RECORDS TO USE below:

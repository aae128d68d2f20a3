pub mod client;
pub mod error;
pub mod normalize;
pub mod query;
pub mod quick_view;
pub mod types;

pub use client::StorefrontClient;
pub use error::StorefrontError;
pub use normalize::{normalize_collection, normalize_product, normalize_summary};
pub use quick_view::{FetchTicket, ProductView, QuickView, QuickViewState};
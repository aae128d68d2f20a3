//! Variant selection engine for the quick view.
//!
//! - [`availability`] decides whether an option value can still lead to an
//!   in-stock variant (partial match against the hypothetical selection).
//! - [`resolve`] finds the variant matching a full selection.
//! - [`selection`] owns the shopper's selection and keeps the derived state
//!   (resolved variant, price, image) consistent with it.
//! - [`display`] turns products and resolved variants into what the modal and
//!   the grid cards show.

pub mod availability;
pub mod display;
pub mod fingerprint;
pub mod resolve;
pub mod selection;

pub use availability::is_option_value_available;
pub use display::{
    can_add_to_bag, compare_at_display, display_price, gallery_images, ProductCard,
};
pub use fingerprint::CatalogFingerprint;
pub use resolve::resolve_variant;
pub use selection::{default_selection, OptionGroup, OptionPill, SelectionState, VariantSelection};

End of RECORDS TO USE.

WHAT YOU WILL DO: Give an exact copy of the lines from the one with "pub use fingerprint::CatalogFingerprint;" through the end of the entries, both ends included.

ANSWER AREA:
pub use fingerprint::CatalogFingerprint;
pub use resolve::resolve_variant;
pub use selection::{default_selection, OptionGroup, OptionPill, SelectionState, VariantSelection};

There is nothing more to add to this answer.